Listed records below:

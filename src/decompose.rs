// SPDX-License-Identifier: AGPL-3.0-or-later
// Copyright (C) 2026 Vallés Puig, Ramon

//! Mixed-radix time decomposition.
//!
//! One routine serves every calendar: the [`UnitSystem`] supplies the radices,
//! the [`Grouping`] decides whether days roll into months or straight into
//! years, and the [`Mode`] decides whether the result is a 1-indexed calendar
//! stamp or a zero-based duration.
//!
//! Each step divides the running count `n` by a ratio `r` and keeps
//!
//! ```text
//! q   = trunc(n / r)
//! rem = n − trunc(q · r)
//! ```
//!
//! so non-integer ratios (a 30.4375-day month) never carry fractional
//! remainders forward.  [`Decomposer::recompose`] applies the same steps in
//! reverse and reproduces the truncated input exactly.
//!
//! Fields stay in range only while the running count fits an `f64` mantissa
//! (|n| ≤ 2⁵³ base units).  Above that `n as f64` rounds, `trunc(q · r)` can
//! exceed `n` and a remainder can go negative; the recompose law still holds.
//!
//! ## Quick Example
//! ```rust
//! use horologe::{Decomposer, Grouping, UnitSystem};
//!
//! let earth = Decomposer::new(UnitSystem::EARTH, Grouping::YearMonthDay)?;
//! assert_eq!(earth.absolute(0.0, 0.0).to_string(), "01:01:01 00:00:00");
//! assert_eq!(earth.elapsed(3_725.0).to_string(), "01:02:05");
//! # Ok::<(), horologe::ClockError>(())
//! ```

use crate::breakdown::{Grouping, Mode, TimeBreakdown};
use crate::error::{check_ratio, ClockError, Result};
use crate::units::UnitSystem;

/// Split `n` into `(trunc(n / ratio), remainder)`.
///
/// `as i64` truncates toward zero and saturates on overflow, so the step is
/// total even for absurd inputs.  Exact only for `|n| <= 2^53`.
#[inline]
fn split(n: i64, ratio: f64) -> (i64, i64) {
    let q = (n as f64 / ratio) as i64;
    (q, n - carried(q, ratio))
}

/// Whole lower units contained in `q` higher units.
#[inline]
fn carried(q: i64, ratio: f64) -> i64 {
    (q as f64 * ratio) as i64
}

/// A unit system paired with a validated grouping.
///
/// Holding a `Decomposer` means the grouping is compatible with the unit
/// system, so [`absolute`](Self::absolute) and [`elapsed`](Self::elapsed)
/// cannot fail.  The struct is a cheap `Copy` snapshot; build a new one after
/// the ratios change.
#[derive(Debug, Copy, Clone, PartialEq)]
pub struct Decomposer {
    units: UnitSystem,
    grouping: Grouping,
}

impl Decomposer {
    /// Pair `units` with `grouping`.
    ///
    /// Fails with [`ClockError::MissingMonthRatios`] when year/month/day
    /// grouping is requested on a system without months, and with
    /// [`ClockError::InvalidRatio`] for a non-positive `days_per_year`.
    pub fn new(units: UnitSystem, grouping: Grouping) -> Result<Self> {
        match grouping {
            Grouping::YearMonthDay if units.months().is_none() => {
                return Err(ClockError::MissingMonthRatios)
            }
            Grouping::YearDay { days_per_year } => {
                check_ratio("days per year", days_per_year)?;
            }
            Grouping::YearMonthDay => {}
        }
        Ok(Self { units, grouping })
    }

    #[inline]
    pub const fn units(&self) -> &UnitSystem {
        &self.units
    }

    #[inline]
    pub const fn grouping(&self) -> Grouping {
        self.grouping
    }

    /// Calendar stamp of `elapsed + epoch_offset`, 1-indexed.
    #[inline]
    pub fn absolute(&self, elapsed: f64, epoch_offset: f64) -> TimeBreakdown {
        self.decompose(elapsed + epoch_offset, Mode::Absolute)
    }

    /// Duration breakdown of `elapsed`, zero-based.
    #[inline]
    pub fn elapsed(&self, elapsed: f64) -> TimeBreakdown {
        self.decompose(elapsed, Mode::Elapsed)
    }

    /// Decompose the scalar `t` (base-unit seconds) in the given mode.
    pub fn decompose(&self, t: f64, mode: Mode) -> TimeBreakdown {
        let units = &self.units;
        let total = t.trunc() as i64;

        let (minutes, seconds) = split(total, units.seconds_per_minute());
        let (hours, minutes) = split(minutes, units.minutes_per_hour());
        let (days, hours) = split(hours, units.hours_per_day());

        let (years, months, days) = match (self.grouping, units.months()) {
            (Grouping::YearMonthDay, Some(m)) => {
                let (months, days) = split(days, m.days_per_month);
                let (years, months) = split(months, m.months_per_year);
                (years, Some(months), days)
            }
            (Grouping::YearDay { days_per_year }, _) => {
                let (years, days) = split(days, days_per_year);
                (years, None, days)
            }
            // Rejected by `new`.
            (Grouping::YearMonthDay, None) => (0, None, days),
        };

        let mut out = TimeBreakdown {
            mode,
            years,
            months,
            days,
            hours,
            minutes,
            seconds,
        };
        if mode == Mode::Absolute {
            // Year 1, month 1, day 1 at t = 0.
            out.years = out.years.saturating_add(1);
            out.months = out.months.map(|m| m.saturating_add(1));
            out.days = out.days.saturating_add(1);
        }
        out
    }

    /// Total base-unit seconds represented by `breakdown`.
    ///
    /// Inverse of [`decompose`](Self::decompose): for any `t` produced under
    /// the same unit system and grouping, `recompose(decompose(t)) ==
    /// trunc(t)`.
    pub fn recompose(&self, breakdown: &TimeBreakdown) -> i64 {
        let units = &self.units;
        let index = i64::from(breakdown.mode == Mode::Absolute);

        let years = breakdown.years - index;
        let days = breakdown.days - index;
        let days = match (self.grouping, units.months(), breakdown.months) {
            (Grouping::YearMonthDay, Some(m), Some(months)) => {
                let months = months - index + carried(years, m.months_per_year);
                days + carried(months, m.days_per_month)
            }
            (Grouping::YearDay { days_per_year }, _, _) => days + carried(years, days_per_year),
            _ => days,
        };
        let hours = breakdown.hours + carried(days, units.hours_per_day());
        let minutes = breakdown.minutes + carried(hours, units.minutes_per_hour());
        breakdown.seconds + carried(minutes, units.seconds_per_minute())
    }
}

/// Decompose `elapsed + epoch_offset` under `units` in one call.
///
/// Convenience wrapper over [`Decomposer`]; the epoch offset only applies in
/// [`Mode::Absolute`].
pub fn decompose(
    elapsed: f64,
    units: &UnitSystem,
    epoch_offset: f64,
    grouping: Grouping,
    mode: Mode,
) -> Result<TimeBreakdown> {
    let decomposer = Decomposer::new(*units, grouping)?;
    Ok(match mode {
        Mode::Absolute => decomposer.absolute(elapsed, epoch_offset),
        Mode::Elapsed => decomposer.elapsed(elapsed),
    })
}
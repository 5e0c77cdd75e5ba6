// SPDX-License-Identifier: AGPL-3.0-or-later
// Copyright (C) 2026 Vallés Puig, Ramon

//! Display visibility as an ownership tree.
//!
//! Every display (the clock window, its settings and help panels, ...) is a
//! node in a [`DisplayTree`].  [`DisplayTree::set_visible`] is the single
//! entry point: showing a node affects only that node, hiding it hides its
//! whole subtree depth-first.  Observers subscribed to a node are called with
//! the new value every time that node's visibility is set, including by a
//! cascade.

use std::fmt;

/// Handle to a node of a [`DisplayTree`].
#[derive(Debug, Copy, Clone, PartialEq, Eq, Hash)]
pub struct DisplayId(usize);

/// Handle returned by [`DisplayTree::subscribe`].
#[derive(Debug, Copy, Clone, PartialEq, Eq, Hash)]
pub struct ObserverId(u64);

struct DisplayNode {
    name: String,
    visible: bool,
    parent: Option<DisplayId>,
    children: Vec<DisplayId>,
}

struct Observer {
    id: ObserverId,
    node: DisplayId,
    callback: Box<dyn FnMut(bool)>,
}

/// Standard overlay displays built by [`DisplayTree::overlay`].
#[derive(Debug, Copy, Clone, PartialEq, Eq)]
pub struct OverlayDisplays {
    pub main: DisplayId,
    pub settings: DisplayId,
    pub help: DisplayId,
}

/// Arena of display nodes.  All nodes start hidden.
#[derive(Default)]
pub struct DisplayTree {
    nodes: Vec<DisplayNode>,
    observers: Vec<Observer>,
    next_observer: u64,
}

impl fmt::Debug for DisplayTree {
    fn fmt(&self, f: &mut fmt::Formatter<'_>) -> fmt::Result {
        let mut list = f.debug_list();
        for node in &self.nodes {
            list.entry(&(node.name.as_str(), node.visible));
        }
        list.finish()
    }
}

impl DisplayTree {
    pub fn new() -> Self {
        Self::default()
    }

    /// The clock window with its settings and help panels as children.
    pub fn overlay() -> (Self, OverlayDisplays) {
        let mut tree = Self::new();
        let main = tree.add_root("main");
        let settings = tree.add_child(main, "settings");
        let help = tree.add_child(main, "help");
        (tree, OverlayDisplays { main, settings, help })
    }

    pub fn add_root(&mut self, name: impl Into<String>) -> DisplayId {
        self.push(name.into(), None)
    }

    pub fn add_child(&mut self, parent: DisplayId, name: impl Into<String>) -> DisplayId {
        let id = self.push(name.into(), Some(parent));
        if let Some(node) = self.nodes.get_mut(parent.0) {
            node.children.push(id);
        }
        id
    }

    fn push(&mut self, name: String, parent: Option<DisplayId>) -> DisplayId {
        let id = DisplayId(self.nodes.len());
        self.nodes.push(DisplayNode {
            name,
            visible: false,
            parent,
            children: Vec::new(),
        });
        id
    }

    pub fn len(&self) -> usize {
        self.nodes.len()
    }

    pub fn is_empty(&self) -> bool {
        self.nodes.is_empty()
    }

    pub fn find(&self, name: &str) -> Option<DisplayId> {
        self.nodes
            .iter()
            .position(|n| n.name == name)
            .map(DisplayId)
    }

    pub fn name(&self, id: DisplayId) -> Option<&str> {
        self.nodes.get(id.0).map(|n| n.name.as_str())
    }

    pub fn parent(&self, id: DisplayId) -> Option<DisplayId> {
        self.nodes.get(id.0).and_then(|n| n.parent)
    }

    pub fn children(&self, id: DisplayId) -> &[DisplayId] {
        self.nodes
            .get(id.0)
            .map(|n| n.children.as_slice())
            .unwrap_or(&[])
    }

    /// `false` for unknown handles.
    pub fn is_visible(&self, id: DisplayId) -> bool {
        self.nodes.get(id.0).is_some_and(|n| n.visible)
    }

    /// Show or hide `id`.  Hiding cascades to every descendant, parents
    /// before children.
    pub fn set_visible(&mut self, id: DisplayId, visible: bool) {
        if id.0 >= self.nodes.len() {
            tracing::warn!(?id, "set_visible on unknown display");
            return;
        }
        if visible {
            self.assign(id, true);
            return;
        }
        let mut stack = vec![id];
        while let Some(next) = stack.pop() {
            self.assign(next, false);
            stack.extend(self.nodes[next.0].children.iter().rev().copied());
        }
    }

    /// Flip `id` and return its new visibility.
    pub fn toggle(&mut self, id: DisplayId) -> bool {
        let visible = !self.is_visible(id);
        self.set_visible(id, visible);
        self.is_visible(id)
    }

    /// Call `callback` with the new value whenever `id`'s visibility is set.
    pub fn subscribe(&mut self, id: DisplayId, callback: impl FnMut(bool) + 'static) -> ObserverId {
        let observer = ObserverId(self.next_observer);
        self.next_observer += 1;
        self.observers.push(Observer {
            id: observer,
            node: id,
            callback: Box::new(callback),
        });
        observer
    }

    /// Remove an observer; returns `false` if it was not subscribed.
    pub fn unsubscribe(&mut self, observer: ObserverId) -> bool {
        let before = self.observers.len();
        self.observers.retain(|o| o.id != observer);
        self.observers.len() != before
    }

    fn assign(&mut self, id: DisplayId, visible: bool) {
        let node = &mut self.nodes[id.0];
        if node.visible != visible {
            tracing::trace!(display = %node.name, visible, "display visibility changed");
        }
        node.visible = visible;
        for observer in self.observers.iter_mut().filter(|o| o.node == id) {
            (observer.callback)(visible);
        }
    }
}

#[cfg(test)]
mod tests {
    use super::*;
    use std::cell::RefCell;
    use std::rc::Rc;

    #[test]
    fn test_overlay_starts_hidden() {
        let (tree, ids) = DisplayTree::overlay();
        assert_eq!(tree.len(), 3);
        assert!(!tree.is_visible(ids.main));
        assert_eq!(tree.children(ids.main), &[ids.settings, ids.help]);
        assert_eq!(tree.parent(ids.help), Some(ids.main));
        assert_eq!(tree.find("settings"), Some(ids.settings));
        assert_eq!(tree.name(ids.help), Some("help"));
    }

    #[test]
    fn showing_does_not_cascade() {
        let (mut tree, ids) = DisplayTree::overlay();
        tree.set_visible(ids.main, true);
        assert!(tree.is_visible(ids.main));
        assert!(!tree.is_visible(ids.settings));
        assert!(!tree.is_visible(ids.help));
    }

    #[test]
    fn hiding_cascades_depth_first() {
        let (mut tree, ids) = DisplayTree::overlay();
        let nested = tree.add_child(ids.settings, "advanced");
        for id in [ids.main, ids.settings, ids.help, nested] {
            tree.set_visible(id, true);
        }

        let order = Rc::new(RefCell::new(Vec::new()));
        for id in [ids.main, ids.settings, nested, ids.help] {
            let order = Rc::clone(&order);
            tree.subscribe(id, move |v| order.borrow_mut().push((id, v)));
        }

        tree.set_visible(ids.main, false);
        assert!(!tree.is_visible(ids.settings));
        assert!(!tree.is_visible(ids.help));
        assert!(!tree.is_visible(nested));
        assert_eq!(
            *order.borrow(),
            vec![
                (ids.main, false),
                (ids.settings, false),
                (nested, false),
                (ids.help, false)
            ]
        );
    }

    #[test]
    fn hiding_a_child_leaves_parent() {
        let (mut tree, ids) = DisplayTree::overlay();
        tree.set_visible(ids.main, true);
        tree.set_visible(ids.settings, true);
        tree.set_visible(ids.settings, false);
        assert!(tree.is_visible(ids.main));
    }

    #[test]
    fn test_toggle_and_unsubscribe() {
        let (mut tree, ids) = DisplayTree::overlay();
        let seen = Rc::new(RefCell::new(Vec::new()));
        let sink = Rc::clone(&seen);
        let observer = tree.subscribe(ids.main, move |v| sink.borrow_mut().push(v));

        assert!(tree.toggle(ids.main));
        assert!(!tree.toggle(ids.main));
        assert!(tree.unsubscribe(observer));
        assert!(!tree.unsubscribe(observer));
        tree.toggle(ids.main);

        assert_eq!(*seen.borrow(), vec![true, false]);
    }

    #[test]
    fn unknown_handles_are_ignored() {
        let (mut tree, _) = DisplayTree::overlay();
        let other = DisplayId(99);
        tree.set_visible(other, true);
        assert!(!tree.is_visible(other));
        assert!(tree.children(other).is_empty());
    }
}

End of Listed records.

*Action item*
Exactly as written, give the line containing "assert!(!tree.is_visible(other));" and all remaining lines of the records.

*Answer to the problem*
        assert!(!tree.is_visible(other));
        assert!(tree.children(other).is_empty());
    }
}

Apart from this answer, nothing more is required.